Le fantôme d’Aimé Jacquet, des ventes en baisses, des patrons qui se succèdent, et un format tabloïd qui peine à arriver dans les kiosques… Le 2ème quotidien national le plus lu de France n’est plus le paisible journal d’antan.
10 ans après le sacre de la France championne du monde de football, est arrivé dans quelques librairies, et dans une indifférence quasi générale, un tout mignon opuscule. L’affaire Jacquet, je ne pardonnerai jamais, de Vincent Duluc, journaliste de l’Equipe, aux éditions prolongations, boîte d’éditions de L’Equipe, pour un livre qui parle…de l’Equipe.

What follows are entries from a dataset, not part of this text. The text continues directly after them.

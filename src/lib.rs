//! # Catalog Service
//!
//! An in-memory Products and Users catalog with HTTP CRUD, built on the generic
//! [`resource_store`] crate.
//!
//! ## Design
//!
//! ### One store per resource, one actor per store
//! Each resource lives in its own `ResourceStore`, owned by a `StoreActor` running in its own
//! Tokio task. Handlers talk to it through a cloneable `StoreClient`, so a create or update is
//! validated and applied in one step and no lock is ever taken on the data.
//!
//! ### Validation lives on the record type
//! [`Product`](model::Product) and [`User`](model::User) implement `Resource`: they turn a JSON
//! object into normalized fields (trimmed strings, coerced numbers) or a merge-patch, and report
//! every failing field at once.
//!
//! ### Configurable policies
//! Identifier scheme, identifier comparison, numeric coercion and the delete response are all
//! chosen at startup via [`config::Config`].
//!
//! ## Module Tour
//!
//! - [`model`]: record, creation-field and patch types.
//! - [`product_store`], [`user_store`]: `Resource` impls, seed data, actor factories.
//! - [`http`]: axum router, generic handlers, error mapping.
//! - [`lifecycle`]: [`CatalogSystem`](lifecycle::CatalogSystem) startup/shutdown and tracing.
//! - [`config`]: command-line options.
//!
//! ## Running
//!
//! ```bash
//! RUST_LOG=info cargo run -- --listen 127.0.0.1:3000
//! ```

pub mod config;
pub mod http;
pub mod lifecycle;
pub mod model;
pub mod product_store;
pub mod user_store;
//! # Store Actor
//!
//! The `StoreActor` owns one [`ResourceStore`] and serves [`StoreRequest`]s one at a time, so the
//! store itself never needs a lock.

use crate::client::StoreClient;
use crate::entity::Resource;
use crate::message::StoreRequest;
use crate::store::ResourceStore;
use tokio::sync::mpsc;
use tracing::{debug, info, warn};

/// The server half of a store.
///
/// # Concurrency Model
/// Every handler shares clones of one [`StoreClient`]; all of them feed a single channel drained
/// by [`StoreActor::run`]. A create or update therefore validates and writes without another
/// request observing a half-applied change, and a create is visible to every request that arrives
/// after it.
///
/// # Usage Pattern
/// 1. **Create**: build a store, then call `StoreActor::new(buffer, store)`.
/// 2. **Run**: spawn `actor.run()` on the runtime.
/// 3. **Use**: clone the client into whatever needs it.
///
/// The loop ends once every client has been dropped.
pub struct StoreActor<T: Resource> {
    receiver: mpsc::Receiver<StoreRequest<T>>,
    store: ResourceStore<T>,
}

impl<T: Resource> StoreActor<T> {
    /// Creates the actor and its client.
    ///
    /// `buffer_size` is the channel capacity; callers wait for space when it is full. A capacity
    /// of 0 is raised to 1.
    pub fn new(buffer_size: usize, store: ResourceStore<T>) -> (Self, StoreClient<T>) {
        let (sender, receiver) = mpsc::channel(buffer_size.max(1));
        let actor = Self { receiver, store };
        (actor, StoreClient::new(sender))
    }

    pub async fn run(mut self) {
        let entity_type = T::NAME;
        info!(entity_type, size = self.store.len(), "Actor started");

        while let Some(msg) = self.receiver.recv().await {
            match msg {
                StoreRequest::List { respond_to } => {
                    let items = self.store.list().to_vec();
                    debug!(entity_type, count = items.len(), "List");
                    let _ = respond_to.send(Ok(items));
                }
                StoreRequest::Get { id, respond_to } => {
                    let result = self.store.get(&id).cloned();
                    debug!(entity_type, %id, found = result.is_ok(), "Get");
                    let _ = respond_to.send(result);
                }
                StoreRequest::Create {
                    payload,
                    respond_to,
                } => {
                    debug!(entity_type, ?payload, "Create");
                    let result = self.store.create(&payload).cloned();
                    match &result {
                        Ok(item) => {
                            info!(entity_type, id = %item.id(), size = self.store.len(), "Created")
                        }
                        Err(e) => warn!(entity_type, error = %e, "Create failed"),
                    }
                    let _ = respond_to.send(result);
                }
                StoreRequest::Update {
                    id,
                    payload,
                    respond_to,
                } => {
                    debug!(entity_type, %id, ?payload, "Update");
                    let result = self.store.update(&id, &payload).cloned();
                    match &result {
                        Ok(_) => info!(entity_type, %id, "Updated"),
                        Err(e) => warn!(entity_type, %id, error = %e, "Update failed"),
                    }
                    let _ = respond_to.send(result);
                }
                StoreRequest::Delete { id, respond_to } => {
                    debug!(entity_type, %id, "Delete");
                    let result = self.store.delete(&id);
                    match &result {
                        Ok(_) => info!(entity_type, %id, size = self.store.len(), "Deleted"),
                        Err(e) => warn!(entity_type, %id, error = %e, "Delete failed"),
                    }
                    let _ = respond_to.send(result);
                }
            }
        }

        info!(entity_type, size = self.store.len(), "Shutdown");
    }
}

Un peu incestueux tout cela. D’autant que l’œuvre, « l’essai » persifle l’un de ses confrères, revient sur l’un des épisodes les plus traumatisant de l’histoire du journal : la haine qu’a vouée le sélectionneur de l’équipe de France de football, vainqueur en 98 de la Coupe du Monde, au quotidien du sport et de l’automobile. Une haine datant d’un temps que les moins de dix ans ne peuvent pas connaître. Devant l’indigence du jeu des Bleus sous l’ère Jacquet, de 1993 à 1998 (avant la coupe du monde en France), l’Equipe s’est faite très critique à l’égard du sélectionneur. En constatant tout simplement ce que tout spectateur et téléspectateur pouvait déceler : un football sans âme, sans génie, sans plaisir… comme le rappelle très bien Vincent Duluc, au style ampoulé quasi inimitable.

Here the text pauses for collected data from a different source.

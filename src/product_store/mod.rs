//! Product store: resource implementation, seed catalogue and actor factory.

pub mod entity;

use crate::model::{payload, Product};
use resource_store::{Payload, Resource, StoreActor, StoreClient, StoreError, StoreOptions};
use serde_json::json;
use tracing::debug;

/// The two items every fresh catalogue starts with.
pub fn seed_payloads() -> Vec<Payload> {
    vec![
        payload([
            ("name", json!("Razer gaming mouse")),
            ("category", json!("Mice")),
            ("description", json!("High-precision gaming mouse with RGB lighting")),
            ("price", json!(79)),
            ("stock", json!(15)),
            ("rating", json!(4.8)),
        ]),
        payload([
            ("name", json!("Logitech mechanical keyboard")),
            ("category", json!("Keyboards")),
            ("description", json!("Mechanical keyboard with blue switches")),
            ("price", json!(120)),
            ("stock", json!(8)),
            ("rating", json!(4.7)),
        ]),
    ]
}

/// Creates the Product actor and its client, optionally seeded.
pub fn new(
    options: StoreOptions,
    buffer_size: usize,
    seed: bool,
) -> Result<(StoreActor<Product>, StoreClient<Product>), StoreError> {
    let mut store = options.build::<Product>();
    if seed {
        let count = store.seed(seed_payloads())?;
        debug!(entity_type = Product::NAME, count, "Seeded");
    }
    Ok(StoreActor::new(buffer_size, store))
}
//! # Mock Client & Testing Guide
//!
//! `MockClient<T>` hands out a real [`StoreClient<T>`], but requests are answered from scripted
//! expectations instead of a running store. Code that only talks to a store through its client
//! (HTTP handlers, for instance) can then be tested against failures that a real store never
//! produces on demand.
//!
//! ## When to use Mocks vs Real Actors
//!
//! | Feature | MockClient | Real Actor |
//! |---------|------------|------------|
//! | **State** | None, answers are scripted | Real records |
//! | **Determinism** | Fully deterministic | Real identifiers (random or clock based) |
//! | **Error Injection** | Easy (`return_err`) | Only validation and not-found |
//! | **Use Case** | Logic *around* the client | The store itself or the whole service |
//!
//! ## Example
//!
//! ```rust
//! use resource_store::mock::MockClient;
//! use resource_store::validate::FieldReader;
//! use resource_store::{Coercion, Payload, RecordId, Resource, StoreError, ValidationError};
//!
//! #[derive(Clone, Debug)]
//! struct Note { id: RecordId }
//!
//! impl Resource for Note {
//!     type Fields = ();
//!     type Patch = ();
//!     const NAME: &'static str = "Note";
//!     fn id(&self) -> &RecordId { &self.id }
//!     fn validate_create(p: &Payload, c: Coercion) -> Result<(), ValidationError> {
//!         FieldReader::new(p, c).finish(())
//!     }
//!     fn validate_update(p: &Payload, c: Coercion) -> Result<(), ValidationError> {
//!         FieldReader::new(p, c).finish(())
//!     }
//!     fn from_fields(id: RecordId, _: ()) -> Self { Self { id } }
//!     fn apply_patch(&mut self, _: ()) {}
//! }
//!
//! #[tokio::main]
//! async fn main() {
//!     let mut mock = MockClient::<Note>::new();
//!     let client = mock.client();
//!
//!     // Simulate a store that has gone away
//!     mock.expect_get(RecordId::from("abc123"))
//!         .return_err(StoreError::ActorClosed);
//!
//!     let result = client.get(RecordId::from("abc123")).await;
//!     assert!(matches!(result, Err(StoreError::ActorClosed)));
//!     mock.verify();
//! }
//! ```
//!
//! ## Mocking Utilities
//!
//! Use [`create_mock_client`] to get a client plus the raw request receiver, or the fluent
//! [`MockClient`] API.

use crate::client::StoreClient;
use crate::entity::{Payload, Resource};
use crate::error::StoreError;
use crate::id::RecordId;
use crate::message::{Response, StoreRequest};
use std::collections::VecDeque;
use std::sync::{Arc, Mutex};
use tokio::sync::mpsc;

// =============================================================================
// EXPECTATION BUILDER API
// =============================================================================

/// A scripted answer for the next request, optionally pinned to an identifier.
enum Expectation<T: Resource> {
    List {
        response: Result<Vec<T>, StoreError>,
    },
    Get {
        id: RecordId,
        response: Result<T, StoreError>,
    },
    Create {
        response: Result<T, StoreError>,
    },
    Update {
        id: RecordId,
        response: Result<T, StoreError>,
    },
    Delete {
        id: RecordId,
        response: Result<T, StoreError>,
    },
}

type Expectations<T> = Arc<Mutex<VecDeque<Expectation<T>>>>;

fn push<T: Resource>(expectations: &Expectations<T>, expectation: Expectation<T>) {
    let mut exps = expectations.lock().unwrap();
    exps.push_back(expectation);
}

/// A mock client with expectation tracking.
///
/// Expectations are consumed in order. A request that does not match the next expectation (wrong
/// operation or wrong identifier) panics the mock's task, which the caller observes as
/// [`StoreError::ActorDropped`].
pub struct MockClient<T: Resource> {
    client: StoreClient<T>,
    expectations: Expectations<T>,
    _handle: tokio::task::JoinHandle<()>,
}

impl<T: Resource> Default for MockClient<T> {
    fn default() -> Self {
        Self::new()
    }
}

impl<T: Resource> MockClient<T> {
    /// Creates a mock with no expectations. Must be called inside a Tokio runtime.
    pub fn new() -> Self {
        let (sender, mut receiver) = mpsc::channel::<StoreRequest<T>>(100);
        let expectations: Expectations<T> = Arc::new(Mutex::new(VecDeque::new()));
        let expectations_clone = expectations.clone();

        let handle = tokio::spawn(async move {
            while let Some(request) = receiver.recv().await {
                let expectation = expectations_clone.lock().unwrap().pop_front();

                match (request, expectation) {
                    (StoreRequest::List { respond_to }, Some(Expectation::List { response })) => {
                        let _ = respond_to.send(response);
                    }
                    (StoreRequest::Create { respond_to, .. }, Some(Expectation::Create { response })) => {
                        let _ = respond_to.send(response);
                    }
                    (
                        StoreRequest::Get { id, respond_to },
                        Some(Expectation::Get { id: expected, response }),
                    )
                    | (
                        StoreRequest::Update { id, respond_to, .. },
                        Some(Expectation::Update { id: expected, response }),
                    )
                    | (
                        StoreRequest::Delete { id, respond_to },
                        Some(Expectation::Delete { id: expected, response }),
                    ) => {
                        assert_eq!(id, expected, "request for an unexpected identifier");
                        let _ = respond_to.send(response);
                    }
                    (request, _) => {
                        panic!("Unexpected request or expectation mismatch: {request:?}");
                    }
                }
            }
        });

        Self {
            client: StoreClient::new(sender),
            expectations,
            _handle: handle,
        }
    }

    /// Returns the client for use in tests.
    pub fn client(&self) -> StoreClient<T> {
        self.client.clone()
    }

    pub fn expect_list(&mut self) -> ListExpectationBuilder<T> {
        ListExpectationBuilder {
            expectations: self.expectations.clone(),
        }
    }

    pub fn expect_get(&mut self, id: RecordId) -> RecordExpectationBuilder<T> {
        RecordExpectationBuilder {
            kind: Kind::Get(id),
            expectations: self.expectations.clone(),
        }
    }

    pub fn expect_create(&mut self) -> RecordExpectationBuilder<T> {
        RecordExpectationBuilder {
            kind: Kind::Create,
            expectations: self.expectations.clone(),
        }
    }

    pub fn expect_update(&mut self, id: RecordId) -> RecordExpectationBuilder<T> {
        RecordExpectationBuilder {
            kind: Kind::Update(id),
            expectations: self.expectations.clone(),
        }
    }

    pub fn expect_delete(&mut self, id: RecordId) -> RecordExpectationBuilder<T> {
        RecordExpectationBuilder {
            kind: Kind::Delete(id),
            expectations: self.expectations.clone(),
        }
    }

    /// Panics if any expectation is still pending.
    pub fn verify(&self) {
        let exps = self.expectations.lock().unwrap();
        if !exps.is_empty() {
            panic!("Not all expectations were met. {} remaining", exps.len());
        }
    }
}

/// Builder for `list` expectations.
pub struct ListExpectationBuilder<T: Resource> {
    expectations: Expectations<T>,
}

impl<T: Resource> ListExpectationBuilder<T> {
    pub fn return_ok(self, items: Vec<T>) {
        push(&self.expectations, Expectation::List { response: Ok(items) });
    }

    pub fn return_err(self, error: StoreError) {
        push(&self.expectations, Expectation::List { response: Err(error) });
    }
}

enum Kind {
    Get(RecordId),
    Create,
    Update(RecordId),
    Delete(RecordId),
}

/// Builder for operations that answer with a single record.
pub struct RecordExpectationBuilder<T: Resource> {
    kind: Kind,
    expectations: Expectations<T>,
}

impl<T: Resource> RecordExpectationBuilder<T> {
    fn answer(self, response: Result<T, StoreError>) {
        let expectation = match self.kind {
            Kind::Get(id) => Expectation::Get { id, response },
            Kind::Create => Expectation::Create { response },
            Kind::Update(id) => Expectation::Update { id, response },
            Kind::Delete(id) => Expectation::Delete { id, response },
        };
        push(&self.expectations, expectation);
    }

    pub fn return_ok(self, record: T) {
        self.answer(Ok(record));
    }

    pub fn return_err(self, error: StoreError) {
        self.answer(Err(error));
    }
}

// =============================================================================
// RAW RECEIVER HELPERS
// =============================================================================

/// Creates a client and the receiver its requests arrive on.
///
/// Useful when a test wants to inspect the payload a caller sent, or to answer late.
pub fn create_mock_client<T: Resource>(
    buffer_size: usize,
) -> (StoreClient<T>, mpsc::Receiver<StoreRequest<T>>) {
    let (sender, receiver) = mpsc::channel(buffer_size);
    (StoreClient::new(sender), receiver)
}

/// Next message, if it is a Create request.
pub async fn expect_create<T: Resource>(
    receiver: &mut mpsc::Receiver<StoreRequest<T>>,
) -> Option<(Payload, Response<T>)> {
    match receiver.recv().await {
        Some(StoreRequest::Create {
            payload,
            respond_to,
        }) => Some((payload, respond_to)),
        _ => None,
    }
}

/// Next message, if it is an Update request.
pub async fn expect_update<T: Resource>(
    receiver: &mut mpsc::Receiver<StoreRequest<T>>,
) -> Option<(RecordId, Payload, Response<T>)> {
    match receiver.recv().await {
        Some(StoreRequest::Update {
            id,
            payload,
            respond_to,
        }) => Some((id, payload, respond_to)),
        _ => None,
    }
}

#[cfg(test)]
mod tests {
    use super::*;
    use crate::validate::{Coercion, FieldReader, ValidationError};
    use serde_json::json;

    #[derive(Clone, Debug, PartialEq)]
    struct Tag {
        id: RecordId,
        label: String,
    }

    impl Resource for Tag {
        type Fields = String;
        type Patch = Option<String>;
        const NAME: &'static str = "Tag";

        fn id(&self) -> &RecordId {
            &self.id
        }

        fn validate_create(payload: &Payload, coercion: Coercion) -> Result<String, ValidationError> {
            let mut reader = FieldReader::new(payload, coercion);
            let label = reader.required_text("label");
            reader.finish(label)
        }

        fn validate_update(
            payload: &Payload,
            coercion: Coercion,
        ) -> Result<Option<String>, ValidationError> {
            let mut reader = FieldReader::new(payload, coercion);
            let label = reader.required_text_patch("label");
            reader.finish(label)
        }

        fn from_fields(id: RecordId, label: String) -> Self {
            Self { id, label }
        }

        fn apply_patch(&mut self, patch: Option<String>) {
            if let Some(label) = patch {
                self.label = label;
            }
        }
    }

    fn tag(id: &str, label: &str) -> Tag {
        Tag {
            id: RecordId::from(id),
            label: label.to_string(),
        }
    }

    #[tokio::test]
    async fn test_raw_receiver_sees_payload() {
        let (client, mut receiver) = create_mock_client::<Tag>(10);

        let create_task = tokio::spawn(async move {
            let payload = json!({ "label": "rust" }).as_object().cloned().unwrap();
            client.create(payload).await
        });

        let (payload, responder) = expect_create(&mut receiver)
            .await
            .expect("Expected Create request");
        assert_eq!(payload["label"], "rust");
        responder.send(Ok(tag("t1", "rust"))).unwrap();

        let created = create_task.await.unwrap().unwrap();
        assert_eq!(created.id, RecordId::from("t1"));
    }

    #[tokio::test]
    async fn test_mock_client_with_expectations() {
        let mut mock = MockClient::<Tag>::new();
        mock.expect_create().return_ok(tag("t1", "rust"));
        mock.expect_list().return_ok(vec![tag("t1", "rust")]);
        mock.expect_update(RecordId::from("t1"))
            .return_ok(tag("t1", "tokio"));
        mock.expect_delete(RecordId::from("t1"))
            .return_err(StoreError::NotFound {
                resource: "Tag",
                id: RecordId::from("t1"),
            });

        let client = mock.client();
        client.create(Payload::new()).await.unwrap();
        assert_eq!(client.list().await.unwrap().len(), 1);
        let updated = client
            .update(RecordId::from("t1"), Payload::new())
            .await
            .unwrap();
        assert_eq!(updated.label, "tokio");
        let err = client.delete(RecordId::from("t1")).await.unwrap_err();
        assert!(err.is_not_found());

        mock.verify();
    }

    #[tokio::test]
    async fn test_mismatched_request_drops_reply() {
        let mut mock = MockClient::<Tag>::new();
        mock.expect_get(RecordId::from("t1")).return_ok(tag("t1", "rust"));

        let client = mock.client();
        let result = client.delete(RecordId::from("t1")).await;
        assert!(matches!(result, Err(StoreError::ActorDropped)));
    }
}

Voilà l’info du bouquin. Point. Dans un ensemble qui compile ensuite verbiage, critique de la parano (réelle) de Jacquet et rappel des faits et des unes. Un plaidoyer pro-domo qui aurait sans doute mérité l’agrément d’un petit mea culpa, voire de quelques anecdotes.
Au hasard qu’au soir du 12 juillet 1998, une fois la France sur le toit du monde, dans la tribune de presse, et à la direction du journal, après les mots de Jacquet « je ne pardonnerais jamais (ndr : à l’Equipe) », les visages ont blêmi. Qu’à la suite de la Coupe du Monde, une boîte de conseils en ressources humaines, que nombre de reporters du quotidien ont pris pour des psys, et appelaient « docteur », sont venus bosser du côté d’Issy-les-Moulineaux, au siège de la rédaction.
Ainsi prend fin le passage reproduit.